La récente sortie d’un EP en collaboration avec le fameux producteur Kramer est l’occasion d’effectuer un bilan musical du parcours fascinant du mystérieux et ultra-prolifique Rob Crow !

1999. De l’autoradio-K7 de ma voiture qui passe une compilation faite par un ami jaillit un entrelacement jouissif de deux basses sur une simple boîte à rythmes. Une voix haut perchée fredonne une mélodie captivante qui sera bientôt accompagnée de chœurs subtils et tout aussi envoûtants. Le refrain arrive, une guitare discrète vient souligner le propos : « Sad I’m gonna die, hope it’s gonna happen later, later than I think ».
Cette chanson, “Tripoli”, est extraite du premier album éponyme de Pinback, duo composé de Rob Crow (guitare, basse, chant, né en 1971) et Armistead Burwell Smith IV (basse, chœurs). C’est un jalon ! Le son Pinback est la combinaison originale d’une démarche musicale pointue inspirée du post-rock (le duo de basses des premiers Tortoise) voire à certains égards du metal, et d’une recherche exigeante du Graal pop, en particulier à travers de très belles et élégantes harmonies vocales qui seront la signature du groupe.
Ce premier album est suivi d’un EP, “Some Voices”, plus modeste mais qui témoigne à nouveau d’une
science accomplie de la composition, notamment sur “Trainer”. Sur “Penelope”, tiré de “Blue Screen Life”, le second album de Pinback (plusieurs titres de chansons du groupe sont des noms de villes ou des prénoms), un détail démontre l’osmose musicale qu’accomplit le duo : alors que la caisse claire souligne les arpèges délicats de la guitare, dans un parallèle remarquable une grosse caisse accompagne le lourd cheminement des notes de la basse.

Après une succession de projets musicaux (outre Pinback) dont nous vous épargnons la longue liste, c’est en 2003 que Rob Crow sort officiellement son premier album solo qui initiera une très belle série. L’abondance (18 titres) est la caractéristique première de “My Room Is a Mess”, que l’on imagine composé et enregistré dans une urgence musicale qui vise à figer l’éphémère. Cette immédiateté ne se fait pourtant pas au détriment du propos, comme le démontre “Torrential”. Une minute est suffisante pour installer, par le biais d’une guitare jouée en arpège, une atmosphère particulièrement attachante.

Pinback.

Ce pas de côté a-t-il été salvateur pour Rob Crow ? En tout cas, Pinback revient l’année suivante avec “Summer in Abbadon” qui, s’il ne bouleverse pas les fondations du groupe, l’enrichit encore et fait émerger un des plus beaux morceaux du duo : “Fortress”. Une boîte à rythmes toujours aussi ascétique, un chant qui narre des frustrations et la manière dont elles nous emprisonnent… A priori, pas de quoi faire un tube. Il est pourtant strictement impossible de résister à cette valse virevoltante dans lequel l’auditeur est entraîné.

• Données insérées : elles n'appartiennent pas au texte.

//! Application error type shared by the service, storage and HTTP layers.

use axum::{
    Json,
    http::StatusCode,
    response::{IntoResponse, Response},
};
use serde::Serialize;
use serde_json::{Value, json};

#[derive(Serialize)]
struct ErrorBody {
    error: ErrorInfo,
}

/// Machine-readable error payload returned to HTTP clients.
#[derive(Debug, Serialize)]
pub struct ErrorInfo {
    pub code: &'static str,
    pub message: String,
    pub details: Value,
}

/// Errors produced by the shortener core.
///
/// `Validation` and `NotFound` are expected business outcomes that callers must
/// handle. `Conflict` is raised by the store on a duplicate code and is retried
/// inside [`crate::application::services::LinkService`]. `Internal` covers
/// storage failures that are fatal for the current request.
#[derive(Debug, thiserror::Error)]
pub enum AppError {
    #[error("{message}")]
    Validation { message: String, details: Value },

    #[error("{message}")]
    NotFound { message: String, details: Value },

    #[error("{message}")]
    Conflict { message: String, details: Value },

    #[error("{message}")]
    Internal { message: String, details: Value },
}

impl AppError {
    pub fn bad_request(message: impl Into<String>, details: Value) -> Self {
        Self::Validation {
            message: message.into(),
            details,
        }
    }

    pub fn not_found(message: impl Into<String>, details: Value) -> Self {
        Self::NotFound {
            message: message.into(),
            details,
        }
    }

    pub fn conflict(message: impl Into<String>, details: Value) -> Self {
        Self::Conflict {
            message: message.into(),
            details,
        }
    }

    pub fn internal(message: impl Into<String>, details: Value) -> Self {
        Self::Internal {
            message: message.into(),
            details,
        }
    }

    /// Returns true for the store's duplicate-code signal.
    pub fn is_conflict(&self) -> bool {
        matches!(self, Self::Conflict { .. })
    }

    fn status_and_code(&self) -> (StatusCode, &'static str) {
        match self {
            AppError::Validation { .. } => (StatusCode::BAD_REQUEST, "validation_error"),
            AppError::NotFound { .. } => (StatusCode::NOT_FOUND, "not_found"),
            AppError::Conflict { .. } => (StatusCode::CONFLICT, "conflict"),
            AppError::Internal { .. } => (StatusCode::INTERNAL_SERVER_ERROR, "internal_error"),
        }
    }

    /// Converts the error into its serializable form.
    pub fn to_error_info(&self) -> ErrorInfo {
        let (_, code) = self.status_and_code();
        let (message, details) = match self {
            AppError::Validation { message, details }
            | AppError::NotFound { message, details }
            | AppError::Conflict { message, details }
            | AppError::Internal { message, details } => (message.clone(), details.clone()),
        };

        ErrorInfo {
            code,
            message,
            details,
        }
    }
}

impl IntoResponse for AppError {
    fn into_response(self) -> Response {
        let (status, _) = self.status_and_code();
        let body = ErrorBody {
            error: self.to_error_info(),
        };

        (status, Json(body)).into_response()
    }
}

impl From<sqlx::Error> for AppError {
    fn from(e: sqlx::Error) -> Self {
        if let Some(db) = e.as_database_error()
            && db.is_unique_violation()
        {
            return AppError::conflict(
                "Unique constraint violation",
                json!({ "constraint": db.constraint() }),
            );
        }

        tracing::error!(error = %e, "Database error");
        AppError::internal("Database error", json!({}))
    }
}

impl From<validator::ValidationErrors> for AppError {
    fn from(e: validator::ValidationErrors) -> Self {
        AppError::bad_request("Invalid request parameters", json!(e))
    }
}
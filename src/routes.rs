//! Top-level router configuration.
//!
//! # Route Structure
//!
//! - `GET  /{code}`   - Short link redirect
//! - `GET  /health`   - Health check
//! - `/api/*`         - JSON API
//!
//! # Middleware
//!
//! - **Tracing** - Structured request/response logging
//! - **Path normalization** - Trailing slash handling

use crate::api;
use crate::api::handlers::{health_handler, redirect_handler};
use crate::api::middleware::tracing;
use crate::state::AppState;
use axum::Router;
use axum::routing::get;
use tower::Layer;
use tower_http::normalize_path::{NormalizePath, NormalizePathLayer};

/// Constructs the application router with all routes and middleware.
pub fn app_router(state: AppState) -> NormalizePath<Router> {
    let router = Router::new()
        .route("/health", get(health_handler))
        .route("/{code}", get(redirect_handler))
        .nest("/api", api::routes::api_routes())
        .with_state(state)
        .layer(tracing::layer());

    NormalizePathLayer::trim_trailing_slash().layer(router)
}
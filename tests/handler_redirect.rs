mod common;

use axum::{Router, routing::get};
use axum_test::TestServer;
use shortly::api::handlers::redirect_handler;

#[tokio::test]
async fn test_redirect_success() {
    let pool = common::setup_pool().await;
    let state = common::create_test_state(pool.clone());
    let app = Router::new()
        .route("/{code}", get(redirect_handler))
        .with_state(state);

    let server = TestServer::new(app).unwrap();

    common::create_test_link(&pool, "redir1", "https://example.com/target").await;

    let response = server.get("/redir1").await;

    assert_eq!(response.status_code(), 307);

    let location = response.header("location");
    assert_eq!(location, "https://example.com/target");
}

#[tokio::test]
async fn test_redirect_not_found() {
    let pool = common::setup_pool().await;
    let state = common::create_test_state(pool);
    let app = Router::new()
        .route("/{code}", get(redirect_handler))
        .with_state(state);

    let server = TestServer::new(app).unwrap();

    let response = server.get("/nothere").await;

    response.assert_status_not_found();

    let json = response.json::<serde_json::Value>();
    assert_eq!(json["error"]["code"], "not_found");
}

#[tokio::test]
async fn test_redirect_counts_visits() {
    let pool = common::setup_pool().await;
    let state = common::create_test_state(pool.clone());
    let app = Router::new()
        .route("/{code}", get(redirect_handler))
        .with_state(state);

    let server = TestServer::new(app).unwrap();

    common::create_test_link(&pool, "clickm", "https://example.com").await;

    for _ in 0..3 {
        let response = server.get("/clickm").await;
        assert_eq!(response.status_code(), 307);
    }

    assert_eq!(common::visits(&pool, "clickm").await, 3);
}
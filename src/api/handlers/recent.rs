//! Handler for the recent links listing.

use axum::{
    Json,
    extract::{Query, State},
};
use validator::Validate;

use crate::api::dto::link::LinkResponse;
use crate::api::dto::recent::{RecentQuery, RecentResponse};
use crate::error::AppError;
use crate::state::AppState;

/// Lists the most recently created links, newest first.
///
/// # Endpoint
///
/// `GET /api/links`
///
/// # Query Parameters
///
/// - `limit` (optional): Number of links, 1 to 100 (default: `RECENT_LINKS_LIMIT`)
///
/// # Errors
///
/// Returns 400 Bad Request if `limit` is out of range.
pub async fn recent_handler(
    State(state): State<AppState>,
    Query(params): Query<RecentQuery>,
) -> Result<Json<RecentResponse>, AppError> {
    params.validate()?;

    let limit = params.limit.unwrap_or(state.config.recent_links_limit);
    let links = state.link_service.list_recent(limit).await?;

    let items: Vec<LinkResponse> = links
        .into_iter()
        .map(|link| {
            let short_url = state.short_url(&link.code);
            LinkResponse::from_link(link, short_url)
        })
        .collect();

    Ok(Json(RecentResponse {
        total: items.len(),
        items,
    }))
}
//! HTTP server initialization and runtime setup.
//!
//! Handles the database pool, migrations and the Axum server lifecycle.

use crate::config::Config;
use crate::infrastructure::persistence::database;
use crate::routes::app_router;
use crate::state::AppState;

use anyhow::{Context, Result};
use axum::ServiceExt;
use axum::extract::Request;
use std::net::SocketAddr;
use std::sync::Arc;

/// Runs the HTTP server with the given configuration.
///
/// Initializes:
/// - SQLite connection pool (database file created if missing)
/// - Schema migrations
/// - Link service and router
/// - Axum HTTP server with graceful shutdown on Ctrl-C
///
/// # Errors
///
/// Returns an error if:
/// - Database connection or migration fails
/// - Server bind fails
/// - Server runtime error occurs
pub async fn run(config: Config) -> Result<()> {
    let pool = database::connect(&config)
        .await
        .context("Failed to open database")?;
    tracing::info!("Connected to database");

    database::migrate(&pool)
        .await
        .context("Failed to run migrations")?;
    tracing::info!("Migrations applied");

    let addr: SocketAddr = config
        .listen_addr
        .parse()
        .with_context(|| format!("Invalid listen address '{}'", config.listen_addr))?;

    let state = AppState::new(Arc::new(pool.clone()), config);
    let app = app_router(state);

    let listener = tokio::net::TcpListener::bind(addr).await?;
    tracing::info!("Listening on http://{addr}");

    axum::serve(listener, ServiceExt::<Request>::into_make_service(app))
        .with_graceful_shutdown(shutdown_signal())
        .await?;

    pool.close().await;
    tracing::info!("Server stopped");

    Ok(())
}

async fn shutdown_signal() {
    if let Err(e) = tokio::signal::ctrl_c().await {
        tracing::error!("Failed to listen for shutdown signal: {}", e);
        std::future::pending::<()>().await;
    }
    tracing::info!("Shutdown signal received");
}
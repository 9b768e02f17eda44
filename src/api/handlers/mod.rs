//! HTTP request handlers for API endpoints.
//!
//! Each handler module corresponds to a logical grouping of endpoints.

pub mod health;
pub mod recent;
pub mod redirect;
pub mod shorten;
pub mod stats;

pub use health::health_handler;
pub use recent::recent_handler;
pub use redirect::redirect_handler;
pub use shorten::shorten_handler;
pub use stats::stats_handler;
//! Handler for single link statistics.

use axum::{
    Json,
    extract::{Path, State},
};

use crate::api::dto::link::LinkResponse;
use crate::error::AppError;
use crate::state::AppState;

/// Returns a link's target, visit count and creation time.
///
/// Reading stats does not count as a visit.
///
/// # Endpoint
///
/// `GET /api/stats/{code}`
///
/// # Errors
///
/// Returns 404 Not Found if the short code doesn't exist.
pub async fn stats_handler(
    State(state): State<AppState>,
    Path(code): Path<String>,
) -> Result<Json<LinkResponse>, AppError> {
    let link = state.link_service.stats(&code).await?;
    let short_url = state.short_url(&link.code);

    Ok(Json(LinkResponse::from_link(link, short_url)))
}
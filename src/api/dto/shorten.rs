//! DTOs for link shortening endpoint.

use serde::{Deserialize, Serialize};

/// Request to shorten a URL.
///
/// The URL is validated by the service rather than here, so the error message
/// is the same for every caller of the core.
#[derive(Debug, Deserialize)]
pub struct ShortenRequest {
    #[serde(default)]
    pub url: String,
}

/// Result of a shorten request.
///
/// Submitting a URL that was shortened before returns the existing code.
#[derive(Debug, Serialize)]
pub struct ShortenResponse {
    pub code: String,
    pub short_url: String,
    pub target_url: String,
}
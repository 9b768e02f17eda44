//! SQLite pool construction and migrations.

use std::str::FromStr;
use std::time::Duration;

use sqlx::SqlitePool;
use sqlx::migrate::{MigrateError, Migrator};
use sqlx::sqlite::{SqliteConnectOptions, SqliteJournalMode, SqlitePoolOptions, SqliteSynchronous};

use crate::config::Config;

/// Embedded schema migrations from `migrations/`.
pub static MIGRATOR: Migrator = sqlx::migrate!("./migrations");

/// Opens a connection pool for the configured database file.
///
/// The file is created if missing. WAL journaling lets readers proceed while a
/// writer holds the lock, `synchronous = FULL` makes every commit durable before
/// it returns, and the busy timeout makes concurrent writers wait instead of
/// failing with `SQLITE_BUSY`.
///
/// # Errors
///
/// Returns an error if the URL is malformed or the database cannot be opened.
pub async fn connect(config: &Config) -> Result<SqlitePool, sqlx::Error> {
    let options = SqliteConnectOptions::from_str(&config.database_url)?
        .create_if_missing(true)
        .journal_mode(SqliteJournalMode::Wal)
        .synchronous(SqliteSynchronous::Full)
        .busy_timeout(Duration::from_secs(config.db_busy_timeout));

    SqlitePoolOptions::new()
        .max_connections(config.db_max_connections)
        .connect_with(options)
        .await
}

/// Opens a private in-memory database.
///
/// The pool holds exactly one connection that is never recycled, because each
/// SQLite connection to `:memory:` sees its own database.
///
/// # Errors
///
/// Returns an error if SQLite cannot be initialized.
pub async fn connect_in_memory() -> Result<SqlitePool, sqlx::Error> {
    let options = SqliteConnectOptions::from_str("sqlite::memory:")?;

    SqlitePoolOptions::new()
        .max_connections(1)
        .min_connections(1)
        .idle_timeout(None)
        .max_lifetime(None)
        .connect_with(options)
        .await
}

/// Applies pending migrations.
///
/// # Errors
///
/// Returns an error if a migration fails or the applied history diverges.
pub async fn migrate(pool: &SqlitePool) -> Result<(), MigrateError> {
    MIGRATOR.run(pool).await
}
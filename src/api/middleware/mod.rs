//! HTTP middleware for the API layer.

pub mod tracing;
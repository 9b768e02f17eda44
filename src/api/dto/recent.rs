//! DTOs for the recent links listing.

use serde::{Deserialize, Serialize};
use validator::Validate;

use super::link::LinkResponse;

/// Query parameters for `GET /api/links`.
#[derive(Debug, Deserialize, Validate)]
pub struct RecentQuery {
    /// Number of links to return (defaults to `RECENT_LINKS_LIMIT`).
    #[validate(range(min = 1, max = 100))]
    pub limit: Option<i64>,
}

/// Most recently created links, newest first.
#[derive(Debug, Serialize)]
pub struct RecentResponse {
    pub total: usize,
    pub items: Vec<LinkResponse>,
}

#[cfg(test)]
mod tests {
    use super::*;

    #[test]
    fn test_limit_bounds() {
        assert!(RecentQuery { limit: None }.validate().is_ok());
        assert!(RecentQuery { limit: Some(1) }.validate().is_ok());
        assert!(RecentQuery { limit: Some(100) }.validate().is_ok());
        assert!(RecentQuery { limit: Some(0) }.validate().is_err());
        assert!(RecentQuery { limit: Some(101) }.validate().is_err());
    }
}
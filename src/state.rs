//! Shared application state injected into HTTP handlers.

use sqlx::SqlitePool;
use std::sync::Arc;

use crate::application::services::LinkService;
use crate::config::Config;
use crate::infrastructure::persistence::SqliteLinkRepository;

/// Link service wired to the SQLite store.
pub type SqliteLinkService = LinkService<SqliteLinkRepository>;

/// State shared by every request.
///
/// The pool is the single logical store for the process; the service and the
/// health check both borrow it.
#[derive(Clone)]
pub struct AppState {
    pub link_service: Arc<SqliteLinkService>,
    pub pool: Arc<SqlitePool>,
    pub config: Arc<Config>,
}

impl AppState {
    /// Builds the repository and service on top of an open pool.
    pub fn new(pool: Arc<SqlitePool>, config: Config) -> Self {
        let link_repository = Arc::new(SqliteLinkRepository::new(pool.clone()));
        let link_service = Arc::new(LinkService::new(link_repository));

        Self {
            link_service,
            pool,
            config: Arc::new(config),
        }
    }

    /// Builds the public short URL for a code.
    pub fn short_url(&self, code: &str) -> String {
        self.config.short_url(code)
    }
}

Une collaboration avec le batteur d’Hella, Zach Hill, constitue pour Rob un nouveau virage musical. “The Ladies” est conforme aux attentes : une guitare et une basse ondulent sur des parties de batterie
complexes mais entraînantes. Ses détracteurs pourraient dire que Rob Crow chante toujours de la
même manière : c’est vrai, mais il est si touchant…

En 2007, Pinback sort l’album “Autumn of the Seraphs”, probablement le dernier disque vraiment marquant du groupe à ce jour. Le son est plus dense, plus maîtrisé et absolument toutes les chansons sont captivantes, malgré une pochette un peu décalée ! Une bonne partie de l’ambiguïté et du charme détaché de Rob Crow se retrouve sur son nouvel opus solo sorti la même année avec le titre “I Hate You, Rob Crow”, dans lequel son auteur répète « What’s in a name? What is your name? » après s’être rassuré « Don’t leave it out, I’m sure they will listen ».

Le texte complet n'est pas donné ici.